### EXERCISE GOAL
Count the lines below that contain the word "extract", and state only that number.

(Saved entries)
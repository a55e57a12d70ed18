use axum::{
    extract::{Query, State},
    response::{Html, IntoResponse, Response},
};
use crate::http::state::AppState;

pub const STATUS_BODY: &str = "UP";
pub const UPDATED_BODY: &str = "updated video being displayed!";

/// Manual trigger: a bare form that submits `?video=<id>` back to `/`.
pub const UPDATE_FORM: &str = r#"<!doctype html>
<html lang="en">
<head>
    <meta charset="UTF-8">
    <meta name="viewport" content="width=device-width, initial-scale=1">
    <title>vidremote</title>
</head>
<body>
    <form>
        <input name="video">
        <button>update video!</button>
    </form>
</body>
</html>"#;

/// Liveness probe. No state is touched.
pub async fn status() -> &'static str {
    STATUS_BODY
}

/// `/?video=<id>`: show `id` on the display. Without an id, serve the form.
///
/// Only the first `video` pair counts. The id is not validated. A delivery
/// failure is logged; the caller still gets the confirmation.
pub async fn show(
    State(state): State<AppState>,
    Query(params): Query<Vec<(String, String)>>,
) -> Response {
    let video = params
        .iter()
        .find(|(key, _)| key == "video")
        .map(|(_, value)| value.as_str())
        .unwrap_or_default();

    if video.is_empty() {
        return Html(UPDATE_FORM).into_response();
    }

    if let Err(e) = state.remote.show(video).await {
        tracing::warn!("display update for {:?} failed: {}", video, e);
    }

    UPDATED_BODY.into_response()
}
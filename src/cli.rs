use clap::Parser;
use std::path::PathBuf;

use crate::display::SurfaceKind;

#[derive(Parser, Debug)]
#[command(
    name = "vidremote",
    about = "Remote control for the video shown on a single display: `curl localhost:8080/?video=<id>`",
    long_about = None,
    version,
)]
pub struct Args {
    /// HTTP port to listen on [default: 8080]
    #[arg(short, long)]
    pub port: Option<u16>,

    /// Bind to localhost only (127.0.0.1) instead of all interfaces (0.0.0.0)
    #[arg(long)]
    pub localhost: bool,

    /// Path to TOML config file (overrides default search: ./vidremote.toml, ~/.config/vidremote/config.toml)
    #[arg(short, long, value_name = "FILE")]
    pub config: Option<PathBuf>,

    /// URL prefix the video id is appended to [default: https://youtube.com/embed/]
    #[arg(long, value_name = "URL")]
    pub embed_base: Option<String>,

    /// Where display scripts go [default: log]
    #[arg(long, value_enum)]
    pub surface: Option<SurfaceKind>,
}
use std::sync::Arc;
use crate::remote::Remote;

/// Shared application state injected into all route handlers via axum::extract::State.
/// Arc provides cheap clone; the Remote owns the only mutable state (its update lock).
#[derive(Clone)]
pub struct AppState {
    pub remote: Arc<Remote>,
}
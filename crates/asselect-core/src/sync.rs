//! One-way synchronization from the working copy into the source of truth
//!
//! The source-of-truth tree is the only tree this module ever writes to. The
//! working copy is read-only here.

mod actions;
mod engine;
mod executor;
mod reporting;

use std::path::PathBuf;

pub use actions::{SyncAction, SyncActionResolver};
pub use engine::SyncEngine;
pub use executor::{FileOperationExecutor, TreeCopy};
pub use reporting::SyncReporter;

/// Synchronization result with statistics
#[derive(Debug, Clone, Default, PartialEq, Eq)]
pub struct SyncResult {
    /// Files copied that were new in the working copy
    pub created: usize,
    /// Files overwritten with their modified working copy
    pub updated: usize,
    /// Files removed from the source of truth
    pub deleted: usize,
    /// Changes that were already settled by the time they ran
    pub skipped: usize,
    /// Errors encountered
    pub errors: Vec<String>,
    /// Backup taken before applying changes
    pub backup: Option<PathBuf>,
}

impl SyncResult {
    /// Paths actually acted upon. Skips do not count.
    #[must_use]
    pub const fn files_synced(&self) -> usize {
        self.created + self.updated + self.deleted
    }

    /// Whether sync was successful (no errors)
    #[must_use]
    pub const fn is_success(&self) -> bool {
        self.errors.is_empty()
    }
}
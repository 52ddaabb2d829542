//! Application configuration: studios and project root

use std::fs;
use std::path::{Path, PathBuf};

use anyhow::Context;
use serde::{Deserialize, Serialize};

use crate::error::Result;
use crate::studio::{AutomationStudio, StudioVersion};

/// What the user has configured across runs
#[derive(Debug, Clone, Default, PartialEq, Eq, Serialize, Deserialize)]
#[serde(default)]
pub struct AppConfig {
    /// Project root holding `Logical/` and `Physical/`
    #[serde(skip_serializing_if = "Option::is_none")]
    pub project_root: Option<PathBuf>,

    /// Version picked most recently
    #[serde(skip_serializing_if = "Option::is_none")]
    pub last_selected_studio: Option<StudioVersion>,

    /// Installed studios
    pub studios: Vec<AutomationStudio>,
}

impl AppConfig {
    /// Load from a TOML file. A missing file yields an empty config.
    ///
    /// # Errors
    ///
    /// Returns an error if the file exists but cannot be read or parsed.
    pub fn load(path: &Path) -> Result<Self> {
        if !path.exists() {
            return Ok(Self::default());
        }

        let content = fs::read_to_string(path)
            .with_context(|| format!("Failed to read config: {}", path.display()))?;
        toml::from_str(&content).with_context(|| format!("Failed to parse config: {}", path.display()))
    }

    /// Save to a TOML file, creating parent directories
    ///
    /// # Errors
    ///
    /// Returns an error if the file cannot be written.
    pub fn save(&self, path: &Path) -> Result<()> {
        if let Some(parent) = path.parent() {
            fs::create_dir_all(parent)
                .with_context(|| format!("Failed to create directory: {}", parent.display()))?;
        }

        let content = toml::to_string_pretty(self).context("Failed to serialize config")?;
        fs::write(path, content)
            .with_context(|| format!("Failed to write config: {}", path.display()))
    }

    /// Add a studio, replacing any existing entry for the same version
    pub fn upsert_studio(&mut self, studio: AutomationStudio) {
        match self.studios.iter_mut().find(|s| s.version == studio.version) {
            Some(existing) => *existing = studio,
            None => self.studios.push(studio),
        }
    }

    /// Studio configured for a version
    #[must_use]
    pub fn find_studio(&self, version: StudioVersion) -> Option<&AutomationStudio> {
        self.studios.iter().find(|s| s.version == version)
    }
}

### OUTPUT BELOW
2